Metropolitan of Kaisariani: The teaching of Jesus Christ reformed and rebuilt the world

The Crucifixion and Resurrection of our Lord Jesus Christ are, both for the faithful and the unbeliever, the boundary between the ancient (BC) and the modern days (AD). Both morally and naturally as well as spiritually, the teaching of Jesus Christ and faith in Him transformed and rebuilt the world. The struggle was long and arduous, but from the moment Christ died and was resurrected, the death knell sounded against all satanic tyranny and all unbearable abomination.

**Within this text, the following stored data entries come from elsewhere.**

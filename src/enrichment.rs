// src/enrichment.rs
//! Joins ownership data with live market data.
use crate::error::AppError;
use crate::market::MarketRecord;
use crate::models::{Holding, MarketKind, PortfolioPosition, Stock, WatchlistQuote};
use crate::paging::SortFields;
use rust_decimal::{Decimal, RoundingStrategy};
use std::cmp::Ordering;
use std::collections::HashMap;

const HALF_UP: RoundingStrategy = RoundingStrategy::MidpointAwayFromZero;

/// `round2((latest / avg_cost rounded to 4 places - 1) * 100)`, half-up.
/// `None` for a zero average cost or a ratio too large to represent.
pub fn profit_loss_pct(latest_price: Decimal, average_cost: Decimal) -> Option<Decimal> {
    let ratio = latest_price
        .checked_div(average_cost)?
        .round_dp_with_strategy(4, HALF_UP);
    let pct = ratio
        .checked_sub(Decimal::ONE)?
        .checked_mul(Decimal::ONE_HUNDRED)?;
    Some(pct.round_dp_with_strategy(2, HALF_UP))
}

/// `None` on overflow.
pub fn profit_loss_amount(
    latest_price: Decimal,
    average_cost: Decimal,
    quantity: Decimal,
) -> Option<Decimal> {
    latest_price.checked_sub(average_cost)?.checked_mul(quantity)
}

fn position(holding: &Holding, stock: &Stock) -> Result<PortfolioPosition, AppError> {
    let profit_loss_in_tl =
        profit_loss_amount(stock.latest_price, holding.average_cost, holding.quantity)
            .ok_or_else(|| AppError::ValueOutOfRange(holding.symbol.clone()))?;
    Ok(PortfolioPosition {
        stock_symbol: holding.symbol.clone(),
        latest_price: stock.latest_price,
        daily_change_pct: stock.daily_change_pct,
        daily_change_in_tl: stock.daily_change_in_tl,
        average_cost: holding.average_cost,
        profit_loss_pct: profit_loss_pct(stock.latest_price, holding.average_cost),
        profit_loss_in_tl,
        quantity: holding.quantity,
    })
}

/// One position per holding that has market data; the rest are dropped.
pub fn enrich_holdings(
    holdings: &[Holding],
    market: &HashMap<String, Stock>,
) -> Result<Vec<PortfolioPosition>, AppError> {
    holdings
        .iter()
        .filter_map(|holding| {
            let stock = market.get(&holding.symbol)?;
            Some(position(holding, stock))
        })
        .collect()
}

/// One quote per symbol. Symbols without market data keep empty values.
pub fn enrich_watchlist<R: MarketRecord>(
    symbols: &[String],
    market: &HashMap<String, R>,
) -> Vec<WatchlistQuote> {
    symbols
        .iter()
        .map(|symbol| {
            let record = market.get(symbol);
            WatchlistQuote {
                kind: R::KIND,
                symbol: symbol.clone(),
                latest_value: record.map(R::latest_value),
                daily_change_pct: record.map(R::daily_change_pct),
            }
        })
        .collect()
}

fn position_symbol(a: &PortfolioPosition, b: &PortfolioPosition) -> Ordering {
    a.stock_symbol.cmp(&b.stock_symbol)
}

fn position_latest_price(a: &PortfolioPosition, b: &PortfolioPosition) -> Ordering {
    a.latest_price.cmp(&b.latest_price)
}

fn position_daily_change(a: &PortfolioPosition, b: &PortfolioPosition) -> Ordering {
    a.daily_change_pct.cmp(&b.daily_change_pct)
}

fn position_average_cost(a: &PortfolioPosition, b: &PortfolioPosition) -> Ordering {
    a.average_cost.cmp(&b.average_cost)
}

fn position_profit_loss_pct(a: &PortfolioPosition, b: &PortfolioPosition) -> Ordering {
    a.profit_loss_pct.cmp(&b.profit_loss_pct)
}

fn position_profit_loss_amount(a: &PortfolioPosition, b: &PortfolioPosition) -> Ordering {
    a.profit_loss_in_tl.cmp(&b.profit_loss_in_tl)
}

fn position_quantity(a: &PortfolioPosition, b: &PortfolioPosition) -> Ordering {
    a.quantity.cmp(&b.quantity)
}

pub const POSITION_SORT_FIELDS: SortFields<PortfolioPosition> = &[
    ("stockSymbol", position_symbol),
    ("latestPrice", position_latest_price),
    ("dailyChangePct", position_daily_change),
    ("averageCost", position_average_cost),
    ("profitLossPct", position_profit_loss_pct),
    ("profitLossInTL", position_profit_loss_amount),
    ("quantity", position_quantity),
];

fn quote_symbol(a: &WatchlistQuote, b: &WatchlistQuote) -> Ordering {
    a.symbol.cmp(&b.symbol)
}

fn quote_latest_value(a: &WatchlistQuote, b: &WatchlistQuote) -> Ordering {
    a.latest_value.cmp(&b.latest_value)
}

fn quote_daily_change(a: &WatchlistQuote, b: &WatchlistQuote) -> Ordering {
    a.daily_change_pct.cmp(&b.daily_change_pct)
}

const STOCK_QUOTE_SORT_FIELDS: SortFields<WatchlistQuote> = &[
    ("stockSymbol", quote_symbol),
    ("latestValue", quote_latest_value),
    ("dailyChangePct", quote_daily_change),
];

const INDEX_QUOTE_SORT_FIELDS: SortFields<WatchlistQuote> = &[
    ("indexSymbol", quote_symbol),
    ("latestValue", quote_latest_value),
    ("dailyChangePct", quote_daily_change),
];

/// Quotes without a value sort before priced ones.
pub fn quote_sort_fields(kind: MarketKind) -> SortFields<WatchlistQuote> {
    match kind {
        MarketKind::Stocks => STOCK_QUOTE_SORT_FIELDS,
        MarketKind::Indexes => INDEX_QUOTE_SORT_FIELDS,
    }
}
// src/market/scheduler.rs
use super::guard::{self, Verdict};
use super::parser::RawRow;
use super::scrape::{extract_rows, DocumentSource};
use super::snapshot::{MarketSnapshot, SnapshotStore};
use super::MarketRecord;
use crate::models::MarketKind;
use chrono::{DateTime, Utc};
use chrono_tz::Tz;
use cron::Schedule;
use log::{error, info, warn};
use std::str::FromStr;
use std::sync::Arc;
use thiserror::Error;
use tokio::time;

#[derive(Debug, Error)]
pub enum IngestError {
    #[error("source URL for {0} market data is null or empty")]
    MissingSourceUrl(MarketKind),

    #[error("failed to fetch {kind} data from {url}: {reason}")]
    FetchFailure {
        kind: MarketKind,
        url: String,
        reason: String,
    },

    #[error("no {0} data rows found in the source table")]
    NoRows(MarketKind),

    #[error("{kind} batch looks corrupted: {sentinel_rows} of {total} rows carry the sentinel daily change")]
    CorruptBatch {
        kind: MarketKind,
        sentinel_rows: usize,
        total: usize,
    },
}

#[derive(Debug, Error)]
pub enum ScheduleError {
    #[error("invalid cron expression '{expr}': {reason}")]
    Cron { expr: String, reason: String },

    #[error("unknown timezone '{0}'")]
    Timezone(String),
}

/// Calendar trigger: a seconds-first cron expression evaluated in a fixed
/// timezone.
#[derive(Debug, Clone)]
pub struct ScrapeSchedule {
    schedule: Schedule,
    timezone: Tz,
}

impl ScrapeSchedule {
    pub fn new(expr: &str, timezone: &str) -> Result<Self, ScheduleError> {
        let schedule = Schedule::from_str(expr).map_err(|e| ScheduleError::Cron {
            expr: expr.to_string(),
            reason: e.to_string(),
        })?;
        let timezone = timezone
            .parse::<Tz>()
            .map_err(|_| ScheduleError::Timezone(timezone.to_string()))?;
        Ok(ScrapeSchedule { schedule, timezone })
    }

    pub fn timezone(&self) -> Tz {
        self.timezone
    }

    pub fn next_after(&self, now: DateTime<Utc>) -> Option<DateTime<Utc>> {
        self.schedule
            .after(&now.with_timezone(&self.timezone))
            .next()
            .map(|t| t.with_timezone(&Utc))
    }
}

/// Parses every row, skipping (and logging) the ones that fail.
pub fn parse_batch<R: MarketRecord>(rows: &[RawRow]) -> Vec<R> {
    rows.iter()
        .filter_map(|row| match R::parse_row(row) {
            Ok(record) => Some(record),
            Err(e) => {
                error!("Error processing {} row [{}]: {}", R::KIND, row.summary(), e);
                None
            }
        })
        .collect()
}

/// One fetch, parse, guard, publish cycle for a single market kind.
pub struct IngestJob<R> {
    source_url: Option<String>,
    source: Arc<dyn DocumentSource>,
    store: Arc<SnapshotStore<R>>,
}

impl<R: MarketRecord> IngestJob<R> {
    pub fn new(
        source_url: Option<String>,
        source: Arc<dyn DocumentSource>,
        store: Arc<SnapshotStore<R>>,
    ) -> Self {
        IngestJob {
            source_url,
            source,
            store,
        }
    }

    /// Returns the number of records published. On any error the current
    /// snapshot is left untouched.
    pub async fn run_cycle(&self) -> Result<usize, IngestError> {
        let url = self
            .source_url
            .as_deref()
            .map(str::trim)
            .filter(|u| !u.is_empty())
            .ok_or(IngestError::MissingSourceUrl(R::KIND))?;

        let document = self
            .source
            .fetch(url)
            .await
            .map_err(|e| IngestError::FetchFailure {
                kind: R::KIND,
                url: url.to_string(),
                reason: e.to_string(),
            })?;
        info!("Successfully fetched {} data from {}", R::KIND, url);

        let rows = extract_rows(&document);
        if rows.is_empty() {
            return Err(IngestError::NoRows(R::KIND));
        }

        let batch = parse_batch::<R>(&rows);
        if batch.is_empty() {
            return Err(IngestError::NoRows(R::KIND));
        }
        info!("Parsed {} of {} {} rows", batch.len(), rows.len(), R::KIND);

        let snapshot = MarketSnapshot::from_records(batch, Utc::now());
        if let Verdict::Rejected {
            sentinel_rows,
            total,
        } = guard::inspect(snapshot.records())
        {
            return Err(IngestError::CorruptBatch {
                kind: R::KIND,
                sentinel_rows,
                total,
            });
        }

        let published = snapshot.len();
        self.store.replace(snapshot);
        Ok(published)
    }

    async fn run_logged(&self) {
        match self.run_cycle().await {
            Ok(count) => info!("Published {} {} records", count, R::KIND),
            Err(e @ IngestError::NoRows(_)) | Err(e @ IngestError::CorruptBatch { .. }) => {
                warn!("{}. Keeping previous snapshot.", e)
            }
            Err(e) => error!("{}", e),
        }
    }
}

/// Runs one cycle immediately, then one per schedule firing. Cycles run to
/// completion before the next wait starts, so they never overlap.
pub async fn run_schedule<R: MarketRecord>(job: IngestJob<R>, schedule: ScrapeSchedule) {
    job.run_logged().await;
    loop {
        let now = Utc::now();
        let Some(next) = schedule.next_after(now) else {
            warn!("{} scrape schedule has no upcoming firing, stopping", R::KIND);
            return;
        };
        info!("Next {} scrape at {}", R::KIND, next.with_timezone(&schedule.timezone()));
        let wait = (next - now).to_std().unwrap_or_default();
        time::sleep(wait).await;
        job.run_logged().await;
    }
}

#[cfg(test)]
mod tests {
    use super::*;
    use crate::market::scrape::tests::stock_table;
    use crate::market::scrape::FetchError;
    use crate::models::Stock;
    use async_trait::async_trait;
    use chrono::{TimeZone, Timelike};
    use rust_decimal_macros::dec;

    struct StaticSource(Result<String, u16>);

    #[async_trait]
    impl DocumentSource for StaticSource {
        async fn fetch(&self, _url: &str) -> Result<String, FetchError> {
            self.0.clone().map_err(FetchError::Status)
        }
    }

    fn job(doc: Result<String, u16>, store: Arc<SnapshotStore<Stock>>) -> IngestJob<Stock> {
        IngestJob::new(
            Some("http://source.test/stocks".to_string()),
            Arc::new(StaticSource(doc)),
            store,
        )
    }

    fn seeded_store() -> Arc<SnapshotStore<Stock>> {
        let store = Arc::new(SnapshotStore::new());
        store.replace(MarketSnapshot::from_records(
            parse_batch(&extract_rows(&stock_table(&[("OLD", "1,00", "2,00")]))),
            Utc::now(),
        ));
        store
    }

    #[tokio::test]
    async fn publishes_parsed_batch() {
        let store = Arc::new(SnapshotStore::new());
        let html = stock_table(&[("THYAO", "287,25", "1,50"), ("GARAN", "98,10", "-0,25")]);
        let published = job(Ok(html), store.clone()).run_cycle().await.unwrap();
        assert_eq!(published, 2);
        assert_eq!(
            store.get().get("THYAO").map(|s| s.latest_price),
            Some(dec!(287.25))
        );
    }

    #[tokio::test]
    async fn bad_rows_are_skipped() {
        let store = Arc::new(SnapshotStore::new());
        let html = stock_table(&[("THYAO", "287,25", "1,50"), ("BROKEN", "", "1,00")]);
        let published = job(Ok(html), store.clone()).run_cycle().await.unwrap();
        assert_eq!(published, 1);
        assert!(!store.get().contains("BROKEN"));
    }

    #[tokio::test]
    async fn corrupt_batch_keeps_previous_snapshot() {
        let store = seeded_store();
        let html = stock_table(&[("A", "1,00", "0,43"), ("B", "2,00", "0,43"), ("C", "3,00", "1,00")]);
        let err = job(Ok(html), store.clone()).run_cycle().await.unwrap_err();
        assert!(matches!(
            err,
            IngestError::CorruptBatch {
                sentinel_rows: 2,
                total: 3,
                ..
            }
        ));
        assert!(store.get().contains("OLD"));
        assert_eq!(store.get().len(), 1);
    }

    #[tokio::test]
    async fn guard_counts_one_row_per_symbol() {
        let store = Arc::new(SnapshotStore::new());
        // the repeated symbol ends on a normal value, so no sentinel survives
        let html = stock_table(&[
            ("A", "1,00", "0,43"),
            ("A", "1,00", "0,43"),
            ("A", "1,00", "1,00"),
            ("B", "2,00", "1,00"),
            ("C", "3,00", "1,00"),
            ("D", "4,00", "1,00"),
        ]);
        let published = job(Ok(html), store.clone()).run_cycle().await.unwrap();
        assert_eq!(published, 4);
        assert_eq!(
            store.get().get("A").map(|s| s.daily_change_pct),
            Some(dec!(1.00))
        );
    }

    #[tokio::test]
    async fn fetch_failure_keeps_previous_snapshot() {
        let store = seeded_store();
        let err = job(Err(503), store.clone()).run_cycle().await.unwrap_err();
        assert!(matches!(err, IngestError::FetchFailure { .. }));
        assert!(store.get().contains("OLD"));
    }

    #[tokio::test]
    async fn empty_table_keeps_previous_snapshot() {
        let store = seeded_store();
        let err = job(Ok(stock_table(&[])), store.clone()).run_cycle().await.unwrap_err();
        assert!(matches!(err, IngestError::NoRows(MarketKind::Stocks)));
        assert!(store.get().contains("OLD"));
    }

    #[tokio::test]
    async fn missing_url_skips_cycle() {
        let store = Arc::new(SnapshotStore::<Stock>::new());
        let job = IngestJob::new(
            Some("  ".to_string()),
            Arc::new(StaticSource(Ok(String::new()))),
            store.clone(),
        );
        assert!(matches!(
            job.run_cycle().await,
            Err(IngestError::MissingSourceUrl(MarketKind::Stocks))
        ));
        assert!(store.get().is_empty());
    }

    #[test]
    fn schedule_respects_trading_window_and_timezone() {
        let schedule = ScrapeSchedule::new("0 */3 8-21 * * *", "Europe/Istanbul").unwrap();
        // 22:00 Istanbul (UTC+3) is outside the window, next firing is 08:00 next day
        let now = Utc.with_ymd_and_hms(2024, 3, 4, 19, 0, 0).unwrap();
        let next = schedule.next_after(now).unwrap();
        let local = next.with_timezone(&schedule.timezone());
        assert_eq!((local.hour(), local.minute()), (8, 0));

        let now = Utc.with_ymd_and_hms(2024, 3, 4, 7, 1, 30).unwrap();
        let next = schedule.next_after(now).unwrap();
        assert_eq!(next, Utc.with_ymd_and_hms(2024, 3, 4, 7, 3, 0).unwrap());
    }

    #[test]
    fn schedule_rejects_bad_input() {
        assert!(matches!(
            ScrapeSchedule::new("every minute", "Europe/Istanbul"),
            Err(ScheduleError::Cron { .. })
        ));
        assert!(matches!(
            ScrapeSchedule::new("0 */3 8-21 * * *", "Mars/Olympus"),
            Err(ScheduleError::Timezone(_))
        ));
    }
}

From that time on, holiness and justice have become the universal ideal of all those who call the name of Jesus Christ as their Lord, and the attainment of that ideal has become the common heritage of the souls in which His holy Spirit remains.

The results of the ministry of Jesus Christ for the rebirth and reformation of the decayed, from the passions and sin, society and human life are historical and indisputable.

He eliminated brutality and vindictiveness.

He tainted the unbridled flawed passions of the human soul.

He stigmatised despair, distress and suicide.

He severely punished child murder.

He annihilated the shameful impurities of hedonism and carnality.

He freed the beast-fighter.

He released the slave.

He protected the captive.

He hospitalized the patient.

He sheltered the stranger.

He protected the orphan and all the weak.

He raised the woman.

He surrounded the innocent age of the child with wreaths of rays.

He refined work, transforming it from a vulgarity to dignity and a duty.

He sanctified family and the marriage, elevating it from trade and slavery to a blessed union of the man and the woman.

He made love a universal and obligatory virtue and a characteristic of His disciples.

He purified life from every contamination of the flesh and the spirit.

He praised the soul of every human being as an invaluable creation of God.

He built pure hearts, peaceful lives and sweet homes.

According to the ancient Roman philosopher, Seneca (4 BC – 65 BC), (contemporary Jesus Christ), compassion is considered a defect and poverty the greatest disgrace. According to Jesus Christ, almsgiving is a virtue and honest poverty is not dishonesty; however, willingly contemning wealth is virtue and praise.

There was no social class that he did not correct the evils.

For the believer, the consequences of the death and resurrection of Jesus Christ are deeper and more profound than their historical significance, as they reveal the explanation of the mystery of life and confirm the conquest of the mystery of the tomb.

The believer, while seeing the sacrament of the Incarnation of the Son of God, no longer feels that God is far away, but loudly cries out with faith and hope and love.